## System Description
1. We have a set of COFs from a database. Each COF is characterized by a feature vector $$x_{COF} \in X \subset R^d$$ were d=14.


2. We have **two different types** of simulations to calculate **the same material property $S_{Xe/Kr}$**. Therefore, we have a Single-Task/Objective 
$$argmax_{x_{COF} \in X}[S_{Xe/Kr}(x_{COF})]$$

3. Multi-Fidelity problem. 
    1. low-fidelity  => Henry coefficient calculation - MC integration: $S_{Xe/Kr} = \frac{H_{Xe}}{H_{Kr}}$
    2. high-fidelity => GCMC mixture simulation - 80:20 (Kr:Xe) at 298 K and 1.0 bar: $S_{Xe/Kr} = \frac{n_{Xe} / n_{Kr}}{y_{Xe}/y_{Kr}}$


3. We will initialize the system with a few COFs at **both** fidelities in order to initialize the Covariance Matrix.
    1. The fist COF will be the one closest to the center of the normalized feature space
    2. The rest will be chosen to maximize diversity of the training set


4. Each surrogate model will **only train on data acquired at its level of fidelity** (Heterotopic data). $$X_{lf} \neq X_{hf} \subset X$$
    1. We  use the augmented-EI (aEI) acquisition function from [here](https://link.springer.com/content/pdf/10.1007/s00158-005-0587-0.pdf)
    2. Botorch GP surrogate model: [SingleTaskMultiFidelityGP](https://botorch.org/api/models.html#module-botorch.models.gp_regression_fidelity)
    3. Needed to use [this](https://botorch.org/api/optim.html#module-botorch.optim.fit) optimizer to correct matrix jitter
    4. Helpful [tutorial](https://botorch.org/tutorials/discrete_multi_fidelity_bo) for a similar BoTorch Model used

In [1]:
import torch
import gpytorch
from botorch.models import SingleTaskMultiFidelityGP
from botorch.models.transforms.outcome import Standardize
from gpytorch.mlls import ExactMarginalLogLikelihood
from botorch import fit_gpytorch_model
from botorch.optim.fit import fit_gpytorch_torch # fix Cholecky jitter error
from scipy.stats import norm
from sklearn.decomposition import PCA
import math 
import numpy as np
import matplotlib.pyplot as plt
import pickle
import h5py # for .jld2 files
import os

# config plot settings
plt.rcParams["font.size"] = 16

In [2]:
###
#  Load Data
###
file = h5py.File("targets_and_normalized_features.jld2", "r")
# feature matrix
X = torch.from_numpy(np.transpose(file["X"][:]))
# simulation data
y = [torch.from_numpy(np.transpose(file["henry_y"][:])), 
     torch.from_numpy(np.transpose(file["gcmc_y"][:]))]
# associated simulation costs
cost = [np.transpose(file["henry_total_elapsed_time"][:]), 
        np.transpose(file["gcmc_elapsed_time"][:])]

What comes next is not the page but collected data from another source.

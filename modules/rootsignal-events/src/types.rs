//! Core types for the event store. Domain-agnostic.

use chrono::{DateTime, Utc};
use serde::{Deserialize, Serialize};

/// An event as stored in Postgres. Returned by all read methods.
#[derive(Debug, Clone, Serialize, Deserialize)]
pub struct StoredEvent {
    pub seq: i64,
    pub ts: DateTime<Utc>,
    pub event_type: String,
    pub parent_seq: Option<i64>,
    pub caused_by_seq: Option<i64>,
    pub run_id: Option<String>,
    pub actor: Option<String>,
    pub payload: serde_json::Value,
    pub schema_v: i16,
}

/// An event to be appended. The caller builds this; the store assigns seq/ts.
#[derive(Debug, Clone)]
pub struct AppendEvent {
    pub event_type: String,
    pub payload: serde_json::Value,
    pub run_id: Option<String>,
    pub actor: Option<String>,
    pub schema_v: i16,
}

impl AppendEvent {
    /// Create an event from anything that serializes to JSON.
    /// The `event_type` is extracted from the serde tag.
    pub fn new(event_type: impl Into<String>, payload: serde_json::Value) -> Self {
        Self {
            event_type: event_type.into(),
            payload,
            run_id: None,
            actor: None,
            schema_v: 1,
        }
    }

    pub fn with_run_id(mut self, run_id: impl Into<String>) -> Self {
        self.run_id = Some(run_id.into());
        self
    }

    pub fn with_actor(mut self, actor: impl Into<String>) -> Self {
        self.actor = Some(actor.into());
        self
    }

    pub fn with_schema_v(mut self, v: i16) -> Self {
        self.schema_v = v;
        self
    }
}
use anyhow::Result;
use pgvector::Vector;
use rootsignal_core::ServerDeps;
use std::sync::Arc;
use tracing::info;
use uuid::Uuid;

use crate::findings::activities::investigate::{run_why_investigation, InvestigationTrigger};
use crate::search::Embedding;

#[derive(Debug, sqlx::FromRow)]
struct CityCluster {
    city: String,
    signal_count: i64,
}

#[derive(Debug, sqlx::FromRow)]
struct SignalId {
    id: Uuid,
}

/// Detect clusters of signals that exceed the baseline and warrant investigation.
pub async fn detect_signal_clusters(deps: &Arc<ServerDeps>) -> Result<Vec<Uuid>> {
    let pool = deps.pool();
    let mut triggered_signals = Vec::new();

    // 1. Query signals created in last 7 days, grouped by city
    // Compare against 30-day rolling baseline
    let clusters = sqlx::query_as::<_, CityCluster>(
        r#"
        WITH recent AS (
            SELECT l.city, COUNT(DISTINCT s.id) as signal_count
            FROM signals s
            JOIN locationables la ON la.locatable_type = 'signal' AND la.locatable_id = s.id
            JOIN locations l ON l.id = la.location_id
            WHERE s.created_at > NOW() - INTERVAL '7 days'
              AND l.city IS NOT NULL
            GROUP BY l.city
        ),
        baseline AS (
            SELECT l.city, COUNT(DISTINCT s.id)::float / 4.0 as weekly_avg
            FROM signals s
            JOIN locationables la ON la.locatable_type = 'signal' AND la.locatable_id = s.id
            JOIN locations l ON l.id = la.location_id
            WHERE s.created_at > NOW() - INTERVAL '30 days'
              AND s.created_at <= NOW() - INTERVAL '7 days'
              AND l.city IS NOT NULL
            GROUP BY l.city
        )
        SELECT r.city, r.signal_count
        FROM recent r
        LEFT JOIN baseline b ON b.city = r.city
        WHERE r.signal_count > 5
          AND r.signal_count > COALESCE(b.weekly_avg, 1) * 3
        ORDER BY r.signal_count DESC
        "#,
    )
    .fetch_all(pool)
    .await?;

    for cluster in clusters {
        info!(
            city = %cluster.city,
            count = cluster.signal_count,
            "Detected signal cluster"
        );

        // Get the signal IDs in this cluster
        let signal_ids: Vec<Uuid> = sqlx::query_as::<_, SignalId>(
            r#"
            SELECT DISTINCT s.id
            FROM signals s
            JOIN locationables la ON la.locatable_type = 'signal' AND la.locatable_id = s.id
            JOIN locations l ON l.id = la.location_id
            WHERE s.created_at > NOW() - INTERVAL '7 days'
              AND l.city = $1
              AND s.needs_investigation = false
            ORDER BY s.id
            LIMIT 20
            "#,
        )
        .bind(&cluster.city)
        .fetch_all(pool)
        .await?
        .into_iter()
        .map(|r| r.id)
        .collect();

        if signal_ids.is_empty() {
            continue;
        }

        // Check if existing Finding already covers this cluster via embedding
        let cluster_text = format!(
            "Signal cluster in {} with {} signals in the last 7 days",
            cluster.city, cluster.signal_count
        );
        let already_covered = if let Ok(raw_emb) =
            deps.embedding_service.embed(&cluster_text).await
        {
            let query_vec = Vector::from(raw_emb);
            let similar =
                Embedding::search_similar(query_vec, "finding", 1, 0.2, pool).await?;
            !similar.is_empty()
        } else {
            false
        };

        if already_covered {
            info!(city = %cluster.city, "Cluster already covered by existing finding");
            continue;
        }

        // Flag the first signal for investigation
        let primary_signal_id = signal_ids[0];
        sqlx::query(
            "UPDATE signals SET needs_investigation = true, investigation_status = 'pending', investigation_reason = $1 WHERE id = $2 AND investigation_status = 'pending'",
        )
        .bind(format!(
            "Part of signal cluster in {} ({} signals, 3x+ baseline)",
            cluster.city, cluster.signal_count
        ))
        .bind(primary_signal_id)
        .execute(pool)
        .await?;

        // Trigger investigation
        let trigger = InvestigationTrigger::ClusterDetection {
            signal_ids: signal_ids.clone(),
            city: cluster.city.clone(),
        };

        match run_why_investigation(trigger, deps).await {
            Ok(Some(finding)) => {
                info!(
                    city = %cluster.city,
                    finding_id = %finding.id,
                    "Cluster investigation produced finding"
                );
                triggered_signals.extend(signal_ids);
            }
            Ok(None) => {
                info!(city = %cluster.city, "Cluster investigation did not produce finding");
            }
            Err(e) => {
                tracing::warn!(city = %cluster.city, error = %e, "Cluster investigation failed");
            }
        }
    }

    Ok(triggered_signals)
}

# total number of COFs in data set
nb_COFs = X.shape[0] 

print("raw data - \n\tX:", X.shape)
for f in range(2):
    print("\tfidelity:", f)
    print("\t\ty:", y[f].shape)
    print("\t\tcost: ", cost[f].shape)
    
print("\nEnsure features are normalized - ")
print("max:\n", torch.max(X, 0).values)
print("min:\n", torch.min(X, 0).values)
print("width:\n",torch.max(X, 0).values - torch.min(X, 0).values)

raw data - 
	X: torch.Size([608, 14])
	fidelity: 0
		y: torch.Size([608])
		cost:  (608,)
	fidelity: 1
		y: torch.Size([608])
		cost:  (608,)

Ensure features are normalized - 
max:
 tensor([0.7144, 0.4136, 0.4696, 0.6677, 0.9579, 0.8383, 0.3595, 0.3207, 0.9938,
        0.8242, 0.9692, 0.9869, 0.9868, 0.9762], dtype=torch.float64)
min:
 tensor([-0.2856, -0.5864, -0.5304, -0.3323, -0.0421, -0.1617, -0.6405, -0.6793,
        -0.0062, -0.1758, -0.0308, -0.0131, -0.0132, -0.0238],
       dtype=torch.float64)
width:
 tensor([1.0000, 1.0000, 1.0000, 1.0000, 1.0000, 1.0000, 1.0000, 1.0000, 1.0000,
        1.0000, 1.0000, 1.0000, 1.0000, 1.0000], dtype=torch.float64)


In [3]:
print("total high-fidelity cost:", sum(cost[1]).item(), "[min]")
print("total low-fidelity cost: ", sum(cost[0]).item(), "[min]\n")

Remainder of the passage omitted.